After winning Best Actress from the Berlin Film Festival, the Golden Globes, and a score of critics’ circles for her ebullient performance in Mike Leigh‘s Happy-Go-Lucky, actress Sally Hawkins seemed a lock for an Oscar nomination — or in the least, a BAFTA nod. Instead, in this awards season’s most shocking oversight, the crowd-pleasing comedy only won Leigh an Oscar nomination for Best Original Screenplay. Somebody call the Oscar police: Sally Hawkins has been robbed.

Before the Academy overlooked one of the most memorable characters and vibrant performances of 2008, Rotten Tomatoes met Hawkins in Los Angeles to discuss her role in the critically-acclaimed Happy-Go-Lucky. A broken collarbone had prevented Hawkins from her original press tour, but on the mend she had returned riding a new wave of awards season buzz; the excitement was palpable, and Hawkins — like her eternally-optimistic character, Poppy — was a bundle of positivity, thrilled just to learn that their film had gone Certified Fresh (it sits currently at 93 percent, among the best-reviewed films of the year).

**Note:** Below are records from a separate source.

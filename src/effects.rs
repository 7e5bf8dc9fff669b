//! Optional visual effects.
//!
//! Each effect is a capability trait. [`Effects::detect`] picks an
//! implementation once at startup; when a capability is disabled or has no
//! backend, a [`Noop`] stands in so callers never check for presence.

use egui::{Color32, Pos2, Rect, Vec2};
use rand::rngs::StdRng;
use rand::{Rng, SeedableRng};

use crate::config::EffectsConfig;
use crate::surface::Surface;

/// Celebration burst of colored particles
pub trait Confetti {
    fn name(&self) -> &'static str;

    fn is_available(&self) -> bool {
        true
    }

    fn burst(&mut self, origin: Pos2);

    /// Advances and draws the burst. Returns true while anything is still visible.
    fn paint(&mut self, surface: &mut dyn Surface) -> bool;
}

/// Tilt of an element toward the pointer hovering it
pub trait Tilt {
    fn name(&self) -> &'static str;

    fn is_available(&self) -> bool {
        true
    }

    fn hover(&mut self, target: Rect, pointer: Option<Pos2>);
}

/// Hand-drawn style highlight around an element
pub trait Annotation {
    fn name(&self) -> &'static str;

    fn is_available(&self) -> bool {
        true
    }

    fn highlight(&mut self, target: Rect);
}

/// Stand-in for any capability that isn't available
#[derive(Debug, Default, Clone, Copy)]
pub struct Noop;

impl Confetti for Noop {
    fn name(&self) -> &'static str {
        "noop"
    }

    fn is_available(&self) -> bool {
        false
    }

    fn burst(&mut self, _origin: Pos2) {}

    fn paint(&mut self, _surface: &mut dyn Surface) -> bool {
        false
    }
}

impl Tilt for Noop {
    fn name(&self) -> &'static str {
        "noop"
    }

    fn is_available(&self) -> bool {
        false
    }

    fn hover(&mut self, _target: Rect, _pointer: Option<Pos2>) {}
}

impl Annotation for Noop {
    fn name(&self) -> &'static str {
        "noop"
    }

    fn is_available(&self) -> bool {
        false
    }

    fn highlight(&mut self, _target: Rect) {}
}

const CONFETTI_PALETTE: [Color32; 5] = [
    Color32::from_rgb(0xff, 0x76, 0x75),
    Color32::from_rgb(0x00, 0xb8, 0x94),
    Color32::from_rgb(0xff, 0xea, 0xa7),
    Color32::from_rgb(0x74, 0xb9, 0xff),
    Color32::from_rgb(0xa2, 0x9b, 0xfe),
];
const CONFETTI_GRAVITY: f32 = 0.15;
const CONFETTI_FADE: f32 = 0.015;

#[derive(Debug, Clone)]
struct ConfettiPiece {
    pos: Pos2,
    velocity: Vec2,
    size: f32,
    color: Color32,
    life: f32,
}

/// Built-in confetti: pieces fly up and out, fall, and fade.
pub struct ConfettiBurst {
    pieces: Vec<ConfettiPiece>,
    per_burst: usize,
    rng: StdRng,
}

impl ConfettiBurst {
    pub fn new(per_burst: usize) -> Self {
        Self::with_rng(per_burst, StdRng::from_entropy())
    }

    pub fn with_seed(per_burst: usize, seed: u64) -> Self {
        Self::with_rng(per_burst, StdRng::seed_from_u64(seed))
    }

    fn with_rng(per_burst: usize, rng: StdRng) -> Self {
        Self {
            pieces: Vec::new(),
            per_burst,
            rng,
        }
    }

    pub fn len(&self) -> usize {
        self.pieces.len()
    }

    pub fn is_empty(&self) -> bool {
        self.pieces.is_empty()
    }
}

impl Confetti for ConfettiBurst {
    fn name(&self) -> &'static str {
        "confetti"
    }

    fn burst(&mut self, origin: Pos2) {
        for _ in 0..self.per_burst {
            let angle = self.rng.gen_range(-std::f32::consts::PI..0.0);
            let speed: f32 = self.rng.gen_range(2.0..9.0);
            let color = CONFETTI_PALETTE[self.rng.gen_range(0..CONFETTI_PALETTE.len())];
            self.pieces.push(ConfettiPiece {
                pos: origin,
                velocity: Vec2::angled(angle) * speed,
                size: self.rng.gen_range(2.0..5.0),
                color,
                life: 1.0,
            });
        }
    }

    fn paint(&mut self, surface: &mut dyn Surface) -> bool {
        for piece in &mut self.pieces {
            piece.pos += piece.velocity;
            piece.velocity.y += CONFETTI_GRAVITY;
            piece.life -= CONFETTI_FADE;
            if piece.life > 0.0 {
                surface.fill_circle(piece.pos, piece.size, piece.color.gamma_multiply(piece.life));
            }
        }
        self.pieces.retain(|p| p.life > 0.0);
        !self.pieces.is_empty()
    }
}

/// The effect implementations chosen at startup
pub struct Effects {
    pub confetti: Box<dyn Confetti>,
    pub tilt: Box<dyn Tilt>,
    pub annotation: Box<dyn Annotation>,
}

impl Default for Effects {
    fn default() -> Self {
        Self::none()
    }
}

impl Effects {
    /// Every capability disabled
    pub fn none() -> Self {
        Self {
            confetti: Box::new(Noop),
            tilt: Box::new(Noop),
            annotation: Box::new(Noop),
        }
    }

    pub fn detect(config: &EffectsConfig) -> Self {
        let mut effects = Self::none();

        if config.is_enabled("confetti") {
            effects.confetti = Box::new(ConfettiBurst::new(config.confetti_particles));
        }
        // No backend ships for these; they stay no-ops even when requested.
        for name in ["tilt", "annotation"] {
            if config.is_enabled(name) {
                log::debug!("Effect '{name}' requested but unavailable, using no-op");
            }
        }
        for name in &config.enabled {
            if !["confetti", "tilt", "annotation"].contains(&name.to_ascii_lowercase().as_str()) {
                log::debug!("Unknown effect '{name}' ignored");
            }
        }

        log::info!("Available effects: {:?}", effects.available());
        effects
    }

    pub fn available(&self) -> Vec<&'static str> {
        let mut names = Vec::new();
        if self.confetti.is_available() {
            names.push(self.confetti.name());
        }
        if self.tilt.is_available() {
            names.push(self.tilt.name());
        }
        if self.annotation.is_available() {
            names.push(self.annotation.name());
        }
        names
    }
}

#[cfg(test)]
mod tests {
    use super::*;
    use crate::surface::ShapeSurface;
    use egui::pos2;

    #[test]
    fn test_disabled_capabilities_are_noops() {
        let config = EffectsConfig {
            enabled: Vec::new(),
            ..EffectsConfig::default()
        };
        let mut effects = Effects::detect(&config);
        assert!(effects.available().is_empty());

        let mut surface = ShapeSurface::new([100, 100]);
        effects.confetti.burst(pos2(50.0, 50.0));
        assert!(!effects.confetti.paint(&mut surface));
        assert!(surface.is_blank());
    }

    #[test]
    fn test_unavailable_capabilities_fall_back() {
        let config = EffectsConfig {
            enabled: vec!["tilt".into(), "annotation".into(), "sparkles".into()],
            ..EffectsConfig::default()
        };
        let mut effects = Effects::detect(&config);
        assert!(effects.available().is_empty());
        effects.tilt.hover(Rect::EVERYTHING, None);
        effects.annotation.highlight(Rect::EVERYTHING);
    }

    #[test]
    fn test_confetti_detected() {
        let effects = Effects::detect(&EffectsConfig::default());
        assert_eq!(effects.available(), vec!["confetti"]);
    }

    #[test]
    fn test_confetti_burst_fades_out() {
        let mut confetti = ConfettiBurst::with_seed(20, 5);
        let mut surface = ShapeSurface::new([400, 400]);
        confetti.burst(pos2(200.0, 300.0));
        assert_eq!(confetti.len(), 20);

        assert!(confetti.paint(&mut surface));
        assert_eq!(surface.shapes().len(), 20);

        let mut frames = 1;
        while confetti.paint(&mut surface) {
            frames += 1;
            assert!(frames < 1000);
        }
        assert!(confetti.is_empty());
    }
}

Below, Sally Hawkins describes working with Mike Leigh (“creating characters out of thin air”), whose Best Screenplay Nomination surely belongs in some part to the devoted cast with whom he spent months developing characters and story.  This being Hawkins’ third Leigh film, the actress has keen insights on Leigh’s infamously focused filmmaking process (“he’s almost like a doctor…dissecting different worlds”) and volunteers that even his abortion-themed Vera Drake (in which Hawkins and Happy-Go-Lucky’s Eddie Marsan also appeared) would seem to the auteur a delicate mixture of drama and comedy.  Finally, Hawkins pays respects to the real-life Poppys of the world, teachers to us all.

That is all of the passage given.